It’s important to remember that it takes a team to ensure the highest quality physical and mental care for a senior. According to the CARP, nearly one in five family caregivers is providing unpaid care for an adult with health or functional needs. There are many ways that other family and friends can provide social support and create meaningful interactions with their senior loved one.
For those trying to connect with a senior in their life, they can consider the following options:
Teach them something new – while many seniors are adept at using technology, some could use extra help getting set up for video chats or finding sources of online connection. Helping a senior learn to use new technology can be a fun bonding experience and pays off in continued contact!

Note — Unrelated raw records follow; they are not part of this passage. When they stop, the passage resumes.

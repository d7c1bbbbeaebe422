//! Audio converter command line
//!
//! Converts the best audio stream of a media file into FLAC, Opus, MP3,
//! Vorbis or AAC, carrying the source's tags over into the new file.

use std::path::{Path, PathBuf};
use std::sync::atomic::{AtomicBool, Ordering};
use std::sync::Arc;
use std::time::Duration;

use clap::{Args, Parser, Subcommand};
use tracing::Level;
use tracing_subscriber::{layer::SubscriberExt, util::SubscriberInitExt};

use audio_converter::config_file::{generate_default_config, ConfigFile};
use audio_converter::transcode::metadata::parse_tag;
use audio_converter::{
    Converter, ConverterConfig, Metadata, OutputCodec, Progress, TracingSink,
};

/// Application version
const VERSION: &str = env!("CARGO_PKG_VERSION");

/// Application name
const APP_NAME: &str = "audio-converter";

/// How often the progress line is refreshed
const PROGRESS_POLL: Duration = Duration::from_millis(200);

#[derive(Debug, Parser)]
#[command(name = APP_NAME, version, about = "Convert the audio of a media file")]
struct Cli {
    #[command(subcommand)]
    command: Command,
}

#[derive(Debug, Subcommand)]
enum Command {
    /// Convert the best audio stream of INPUT into OUTPUT
    Convert(ConvertArgs),
    /// Show the audio stream a conversion would use
    Probe {
        input: PathBuf,
        /// Print JSON instead of text
        #[arg(long)]
        json: bool,
    },
    /// List the output codecs and the encoders they resolve to
    Codecs,
    /// Write a default configuration file
    InitConfig { path: PathBuf },
}

#[derive(Debug, Args)]
struct ConvertArgs {
    input: PathBuf,
    output: PathBuf,
    /// Output codec (opus, flac, mp3, vorbis, aac)
    #[arg(long, short)]
    codec: OutputCodec,
    /// Output tag as key=value; repeatable
    #[arg(long = "meta", short, value_parser = parse_meta)]
    meta: Vec<(String, String)>,
    /// Target bit rate in bits per second
    #[arg(long)]
    bit_rate: Option<u64>,
    /// TOML configuration file
    #[arg(long)]
    config: Option<PathBuf>,
    /// Print the report as JSON
    #[arg(long)]
    json: bool,
}

fn parse_meta(arg: &str) -> Result<(String, String), String> {
    parse_tag(arg).ok_or_else(|| format!("expected key=value, got '{}'", arg))
}

fn main() -> Result<(), Box<dyn std::error::Error>> {
    let cli = Cli::parse();

    let config_file = match &cli.command {
        Command::Convert(args) => match &args.config {
            Some(path) => Some(ConfigFile::from_file(path)?),
            None => None,
        },
        _ => None,
    };
    let log_json = config_file
        .as_ref()
        .and_then(ConfigFile::log_format)
        .map_or(false, |f| f.eq_ignore_ascii_case("json"));
    let config = config_file
        .map(ConfigFile::into_converter_config)
        .unwrap_or_default();

    init_logging(&config.log_level, log_json);
    tracing::debug!("{} v{} starting", APP_NAME, VERSION);

    audio_converter::ffmpeg::init()?;
    audio_converter::ffmpeg::install_log_forwarder(ffmpeg_log_level(&config.log_level));
    tracing::debug!("FFmpeg version: {}", audio_converter::ffmpeg::version_info());

    match cli.command {
        Command::Convert(args) => convert(args, config),
        Command::Probe { input, json } => probe(&input, json),
        Command::Codecs => {
            list_codecs();
            Ok(())
        }
        Command::InitConfig { path } => {
            generate_default_config(&path)?;
            println!("wrote {}", path.display());
            Ok(())
        }
    }
}

fn convert(args: ConvertArgs, mut config: ConverterConfig) -> Result<(), Box<dyn std::error::Error>> {
    if let Some(bit_rate) = args.bit_rate {
        config.encoding.bit_rate = Some(bit_rate);
    }

    let output = if config.output.append_extension {
        args.codec.normalize_output_path(&args.output)
    } else {
        args.output.clone()
    };
    let metadata: Metadata = args.meta.into_iter().collect();

    let mut converter = Converter::with_config(&args.input, config, Arc::new(TracingSink));
    converter.initialize()?;

    let progress = converter.progress_handle();
    let finished = AtomicBool::new(false);
    let show_progress = !args.json;

    let report = std::thread::scope(|scope| {
        scope.spawn(|| {
            if show_progress {
                poll_progress(&progress, &finished);
            }
        });
        let result = converter.convert(args.codec, &output, &metadata);
        finished.store(true, Ordering::Release);
        result
    })?;

    if args.json {
        println!("{}", serde_json::to_string_pretty(&report)?);
    } else {
        println!(
            "{} -> {} ({} via {}, {} Hz, {} ch, {} kb/s, {:.2}s)",
            args.input.display(),
            report.output_path.display(),
            report.codec,
            report.encoder,
            report.sample_rate,
            report.channels,
            report.bit_rate / 1000,
            report.duration_secs
        );
        if report.frames_dropped > 0 {
            println!("{} frames could not be resampled", report.frames_dropped);
        }
    }

    converter.release();
    Ok(())
}

/// Print the percentage to stderr whenever it changes, until `finished`.
fn poll_progress(progress: &Progress, finished: &AtomicBool) {
    let mut last = None;
    while !finished.load(Ordering::Acquire) {
        let value = progress.get();
        if last != Some(value) {
            eprint!("\r{:3}%", value);
            last = Some(value);
        }
        std::thread::sleep(PROGRESS_POLL);
    }
    eprintln!("\r{:3}%", progress.get());
}

fn probe(input: &Path, json: bool) -> Result<(), Box<dyn std::error::Error>> {
    let mut converter = Converter::new(input);
    converter.initialize()?;
    let Some(info) = converter.source_info() else {
        return Err("no source information".into());
    };

    if json {
        println!("{}", serde_json::to_string_pretty(info)?);
        return Ok(());
    }

    println!("file:        {}", info.path.display());
    println!("stream:      {}", info.stream_index);
    println!("codec:       {}", info.codec);
    println!("sample rate: {} Hz", info.sample_rate);
    println!("channels:    {} ({})", info.channels, info.channel_layout);
    println!("format:      {}", info.sample_format);
    if info.bit_rate > 0 {
        println!("bit rate:    {} kb/s", info.bit_rate / 1000);
    }
    if let Some(duration) = info.duration_secs {
        println!("duration:    {:.3}s", duration);
    }
    for (key, value) in &info.metadata {
        println!("tag:         {}={}", key, value);
    }
    Ok(())
}

fn list_codecs() {
    for codec in OutputCodec::ALL {
        let encoder = codec
            .resolve_encoder()
            .map(|c| c.name().to_string())
            .unwrap_or_else(|| "unavailable".to_string());
        println!("{:<8} {:<14} .{}", codec.name(), encoder, codec.extension());
    }
}

/// FFmpeg is noisy below WARN; only follow the configured level when it
/// asks for more detail than INFO.
fn ffmpeg_log_level(level: &str) -> Level {
    match level.parse::<Level>() {
        Ok(level) if level > Level::INFO || level == Level::ERROR => level,
        _ => Level::WARN,
    }
}

/// Initialize logging with tracing
fn init_logging(level: &str, json: bool) {
    let filter = tracing_subscriber::EnvFilter::try_from_default_env()
        .unwrap_or_else(|_| format!("audio_converter={},ffmpeg={}", level, level).into());
    let registry = tracing_subscriber::registry().with(filter);
    if json {
        registry
            .with(tracing_subscriber::fmt::layer().json().with_writer(std::io::stderr))
            .init();
    } else {
        registry
            .with(tracing_subscriber::fmt::layer().with_writer(std::io::stderr))
            .init();
    }
}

And if the family member or friend isn’t an expert, they can consider taking a class together.
A study by William Chopik, a professor at Michigan State University, found “greater technology use was associated with better self-rated health, fewer chronic conditions, higher subjective well-being and lower depression.”
Involve others – Group video chats have never been easier to set up, and there are free options that are great for small groups or paid options for larger gatherings of friends and families. Seeing each other’s faces and sharing stories is a great way to stay connected.
Play together online – Popular board games have gone virtual! Classics like Monopoly, Scattergories and Scrabble can be played online together, and there are a host of sites with card games, trivia and other fun activities to do together. Sometimes, a game night is all it takes to make people feel closer.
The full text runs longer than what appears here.